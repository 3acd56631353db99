//! Configuration module
//!
//! Section/entry store persisted as TOML, plus the typed settings the
//! builder and sessions read from it.

mod settings;
mod store;

pub use settings::{GlobalSettings, LoggingSettings, SessionSettings, LOGGER_SECTION, SESSION_SECTION};
pub use store::{ConfigError, ConfigStore};

use directories::ProjectDirs;
use std::path::PathBuf;

/// Name of the configuration file inside [`config_dir`]
pub const CONFIG_FILE_NAME: &str = "config.toml";

fn project_dirs() -> Option<ProjectDirs> {
    ProjectDirs::from("com", "labwire", "Labwire")
}

/// Get the application configuration directory
pub fn config_dir() -> Option<PathBuf> {
    project_dirs().map(|dirs| dirs.config_dir().to_path_buf())
}

/// Get the application data directory
pub fn data_dir() -> Option<PathBuf> {
    project_dirs().map(|dirs| dirs.data_dir().to_path_buf())
}

/// Get the default log directory
pub fn log_dir() -> Option<PathBuf> {
    data_dir().map(|d| d.join("logs"))
}

/// Get the default configuration file path
pub fn default_config_path() -> Option<PathBuf> {
    config_dir().map(|d| d.join(CONFIG_FILE_NAME))
}

/// Create the configuration and data directories
pub fn init_directories() -> std::io::Result<()> {
    if let Some(dir) = config_dir() {
        std::fs::create_dir_all(&dir)?;
    }
    if let Some(dir) = log_dir() {
        std::fs::create_dir_all(&dir)?;
    }
    Ok(())
}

◆ ◆ ◆ ◆ ◆

▶ **Task instructions**
The number of lines containing "Option" is all that is wanted; tally them in the data.

▶ **Answer to this exercise**
5